(Saved entries)

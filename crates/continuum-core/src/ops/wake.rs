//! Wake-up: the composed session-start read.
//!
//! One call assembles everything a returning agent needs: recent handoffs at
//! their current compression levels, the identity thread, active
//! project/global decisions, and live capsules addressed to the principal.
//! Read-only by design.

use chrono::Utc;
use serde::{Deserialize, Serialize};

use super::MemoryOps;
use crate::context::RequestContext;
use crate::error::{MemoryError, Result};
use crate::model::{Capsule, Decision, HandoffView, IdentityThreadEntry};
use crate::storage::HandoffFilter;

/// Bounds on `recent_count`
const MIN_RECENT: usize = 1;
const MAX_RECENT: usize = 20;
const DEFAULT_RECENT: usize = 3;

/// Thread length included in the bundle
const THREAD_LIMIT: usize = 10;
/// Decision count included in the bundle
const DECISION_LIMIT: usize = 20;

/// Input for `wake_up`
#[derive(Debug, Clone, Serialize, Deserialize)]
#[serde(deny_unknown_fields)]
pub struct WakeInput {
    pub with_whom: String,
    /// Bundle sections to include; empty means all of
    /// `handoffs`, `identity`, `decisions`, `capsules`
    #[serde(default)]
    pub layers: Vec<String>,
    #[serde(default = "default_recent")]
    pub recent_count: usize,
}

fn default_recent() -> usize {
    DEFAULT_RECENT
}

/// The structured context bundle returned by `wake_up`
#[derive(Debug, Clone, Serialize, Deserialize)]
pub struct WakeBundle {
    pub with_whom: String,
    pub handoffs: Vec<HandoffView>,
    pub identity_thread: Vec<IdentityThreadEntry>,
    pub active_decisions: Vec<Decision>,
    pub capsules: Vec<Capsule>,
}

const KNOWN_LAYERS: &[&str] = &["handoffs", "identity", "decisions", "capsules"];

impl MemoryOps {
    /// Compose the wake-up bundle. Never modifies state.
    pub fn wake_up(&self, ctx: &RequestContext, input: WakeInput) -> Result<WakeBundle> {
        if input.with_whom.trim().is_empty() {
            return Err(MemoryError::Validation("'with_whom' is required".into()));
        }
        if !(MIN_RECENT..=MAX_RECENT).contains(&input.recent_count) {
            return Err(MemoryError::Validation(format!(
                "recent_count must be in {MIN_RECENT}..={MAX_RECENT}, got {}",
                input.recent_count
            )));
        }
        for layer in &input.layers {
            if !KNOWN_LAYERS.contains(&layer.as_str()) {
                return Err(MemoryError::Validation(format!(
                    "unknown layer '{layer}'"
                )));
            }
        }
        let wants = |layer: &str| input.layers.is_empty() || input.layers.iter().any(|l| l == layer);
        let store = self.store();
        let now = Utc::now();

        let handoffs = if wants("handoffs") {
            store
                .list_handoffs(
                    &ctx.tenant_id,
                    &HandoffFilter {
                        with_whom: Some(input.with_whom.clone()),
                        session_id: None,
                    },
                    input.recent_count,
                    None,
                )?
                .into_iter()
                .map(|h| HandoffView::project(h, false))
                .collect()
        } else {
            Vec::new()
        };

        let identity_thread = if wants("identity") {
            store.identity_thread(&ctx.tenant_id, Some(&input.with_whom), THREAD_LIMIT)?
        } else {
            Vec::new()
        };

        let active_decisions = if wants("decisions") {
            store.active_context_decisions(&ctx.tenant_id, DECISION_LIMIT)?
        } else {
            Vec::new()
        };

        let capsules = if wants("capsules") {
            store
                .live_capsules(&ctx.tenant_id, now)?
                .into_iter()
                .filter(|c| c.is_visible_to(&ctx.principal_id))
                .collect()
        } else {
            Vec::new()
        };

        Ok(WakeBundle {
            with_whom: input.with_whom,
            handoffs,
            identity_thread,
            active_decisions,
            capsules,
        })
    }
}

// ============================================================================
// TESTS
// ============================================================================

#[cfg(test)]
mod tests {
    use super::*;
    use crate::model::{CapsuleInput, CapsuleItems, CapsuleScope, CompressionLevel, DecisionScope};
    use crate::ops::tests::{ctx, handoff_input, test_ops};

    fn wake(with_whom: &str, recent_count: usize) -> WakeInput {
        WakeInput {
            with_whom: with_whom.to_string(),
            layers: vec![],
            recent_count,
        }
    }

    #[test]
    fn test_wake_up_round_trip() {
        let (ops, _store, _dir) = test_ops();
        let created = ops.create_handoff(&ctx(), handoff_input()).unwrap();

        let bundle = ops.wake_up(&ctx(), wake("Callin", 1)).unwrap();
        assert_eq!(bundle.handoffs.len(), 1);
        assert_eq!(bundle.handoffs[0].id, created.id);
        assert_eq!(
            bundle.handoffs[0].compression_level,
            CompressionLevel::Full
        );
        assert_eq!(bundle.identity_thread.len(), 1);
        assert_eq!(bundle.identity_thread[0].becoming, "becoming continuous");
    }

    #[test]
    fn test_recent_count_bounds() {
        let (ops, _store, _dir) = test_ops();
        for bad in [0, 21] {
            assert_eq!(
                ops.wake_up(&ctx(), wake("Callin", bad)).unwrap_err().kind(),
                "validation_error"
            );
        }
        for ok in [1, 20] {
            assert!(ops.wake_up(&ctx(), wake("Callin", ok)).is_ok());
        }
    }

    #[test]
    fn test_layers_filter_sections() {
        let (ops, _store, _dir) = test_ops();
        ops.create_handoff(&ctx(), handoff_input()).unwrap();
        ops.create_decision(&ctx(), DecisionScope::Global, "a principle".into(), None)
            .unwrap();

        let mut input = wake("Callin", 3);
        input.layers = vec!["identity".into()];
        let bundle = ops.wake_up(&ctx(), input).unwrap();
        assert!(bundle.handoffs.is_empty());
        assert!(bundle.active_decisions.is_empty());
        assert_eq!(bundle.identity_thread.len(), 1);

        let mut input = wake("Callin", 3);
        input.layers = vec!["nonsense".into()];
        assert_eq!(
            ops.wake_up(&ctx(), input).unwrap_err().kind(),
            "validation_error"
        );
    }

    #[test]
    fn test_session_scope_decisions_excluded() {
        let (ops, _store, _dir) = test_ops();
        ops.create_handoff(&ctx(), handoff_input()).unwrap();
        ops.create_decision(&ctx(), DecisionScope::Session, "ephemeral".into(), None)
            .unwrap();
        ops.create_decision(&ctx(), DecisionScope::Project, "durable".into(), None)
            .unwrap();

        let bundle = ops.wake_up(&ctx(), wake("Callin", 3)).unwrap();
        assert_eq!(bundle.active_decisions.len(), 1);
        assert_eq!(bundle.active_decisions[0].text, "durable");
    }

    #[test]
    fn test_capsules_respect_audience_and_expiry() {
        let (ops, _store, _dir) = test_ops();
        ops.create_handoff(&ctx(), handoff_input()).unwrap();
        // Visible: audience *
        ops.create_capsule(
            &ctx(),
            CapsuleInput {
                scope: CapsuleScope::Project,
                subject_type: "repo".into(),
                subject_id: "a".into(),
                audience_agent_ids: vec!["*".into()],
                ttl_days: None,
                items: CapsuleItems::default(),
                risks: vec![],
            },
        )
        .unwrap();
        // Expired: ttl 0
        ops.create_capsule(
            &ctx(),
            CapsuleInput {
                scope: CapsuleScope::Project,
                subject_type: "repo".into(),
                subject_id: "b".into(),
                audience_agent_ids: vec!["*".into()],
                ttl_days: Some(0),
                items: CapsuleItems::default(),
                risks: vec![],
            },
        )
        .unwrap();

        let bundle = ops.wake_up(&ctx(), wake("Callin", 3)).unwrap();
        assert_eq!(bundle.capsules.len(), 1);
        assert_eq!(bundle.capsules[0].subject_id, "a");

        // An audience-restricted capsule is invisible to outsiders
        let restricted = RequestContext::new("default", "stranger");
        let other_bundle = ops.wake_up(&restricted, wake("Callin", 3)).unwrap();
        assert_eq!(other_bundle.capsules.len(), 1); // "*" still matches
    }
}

- **YOUR OBJECTIVE**: Copy every line of the records above, starting with the first, up to and including the line containing "identity thread, active".

- **COMPLETED TASK**:
filename crates/continuum-core/src/ops/wake.rs
//! Wake-up: the composed session-start read.
//!
//! One call assembles everything a returning agent needs: recent handoffs at
//! their current compression levels, the identity thread, active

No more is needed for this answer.